-- Task description --
Every line from the one with "recognition pass, consumed" to the one with "column spacing) used", including those two, is to be copied exactly; all other lines of the entries below are left out.

-- Stored items from a collection --
============================================================
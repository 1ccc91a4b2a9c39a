use crate::geometry::Rect;

/// A recognized text unit: content plus its pixel-space bounding rectangle.
///
/// Fragments are produced fresh per page by the recognition pass, consumed
/// by row grouping, and discarded once the page text block is rendered.
/// They carry no identity beyond structural equality.
#[derive(Debug, Clone, PartialEq)]
#[cfg_attr(feature = "serde", derive(serde::Serialize, serde::Deserialize))]
pub struct Fragment {
    /// The recognized (and normalized) text content.
    pub text: String,
    /// Bounding box in top-left origin pixel coordinates.
    pub bbox: Rect,
}

impl Fragment {
    pub fn new(text: impl Into<String>, bbox: Rect) -> Self {
        Self {
            text: text.into(),
            bbox,
        }
    }
}
//! ocrlayout-core: Engine-independent data types and layout algorithms.
//!
//! This crate provides the foundational types (Rect, NormalizedRect, Fragment,
//! Row) and algorithms (text normalization, row grouping, column spacing) used
//! by ocrlayout-rs. It knows nothing about rasterization or text recognition —
//! those live behind capability traits in the `ocrlayout` facade crate.

pub mod error;
pub mod fragment;
pub mod geometry;
pub mod normalize;
pub mod rows;
pub mod spacing;

pub use error::OcrError;
pub use fragment::Fragment;
pub use geometry::{NormalizedRect, Rect};
pub use normalize::normalize_fragment_text;
pub use rows::{Row, group_into_rows};
pub use spacing::{SpacingClass, SpacingOptions, classify_gap, render_row};
use std::path::PathBuf;

use clap::{Parser, Subcommand, ValueEnum};

/// Reconstruct layout-preserving plain text from recognized OCR fragments.
#[derive(Debug, Parser)]
#[command(name = "ocrlayout", about, version)]
pub struct Cli {
    #[command(subcommand)]
    pub command: Commands,
}

/// Available subcommands.
#[derive(Debug, Subcommand)]
pub enum Commands {
    /// Reconstruct document text from a JSON file of recognized fragments
    Layout {
        /// Path to the fragments file: a JSON array of pages, each an array
        /// of {text, confidence, x, y, width, height} objects in page-pixel
        /// coordinates
        #[arg(value_name = "FILE")]
        file: PathBuf,

        /// Output format
        #[arg(long, value_enum, default_value_t = OutputFormat::Text)]
        format: OutputFormat,

        /// Vertical tolerance for row grouping, in pixels (default: 10.0)
        #[arg(long, default_value_t = 10.0)]
        y_tolerance: f64,

        /// Discard fragments below this recognition confidence (default: 0.5)
        #[arg(long, default_value_t = 0.5)]
        min_confidence: f64,
    },
}

/// Output format for reconstructed text.
#[derive(Debug, Clone, Copy, PartialEq, Eq, ValueEnum)]
pub enum OutputFormat {
    /// Plain text
    Text,
    /// JSON object with a "text" field
    Json,
}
============================================================
-- Answer box --
/// Fragments are produced fresh per page by the recognition pass, consumed
/// by row grouping, and discarded once the page text block is rendered.
/// They carry no identity beyond structural equality.
#[derive(Debug, Clone, PartialEq)]
#[cfg_attr(feature = "serde", derive(serde::Serialize, serde::Deserialize))]
pub struct Fragment {
    /// The recognized (and normalized) text content.
    pub text: String,
    /// Bounding box in top-left origin pixel coordinates.
    pub bbox: Rect,
}

impl Fragment {
    pub fn new(text: impl Into<String>, bbox: Rect) -> Self {
        Self {
            text: text.into(),
            bbox,
        }
    }
}
//! ocrlayout-core: Engine-independent data types and layout algorithms.
//!
//! This crate provides the foundational types (Rect, NormalizedRect, Fragment,
//! Row) and algorithms (text normalization, row grouping, column spacing) used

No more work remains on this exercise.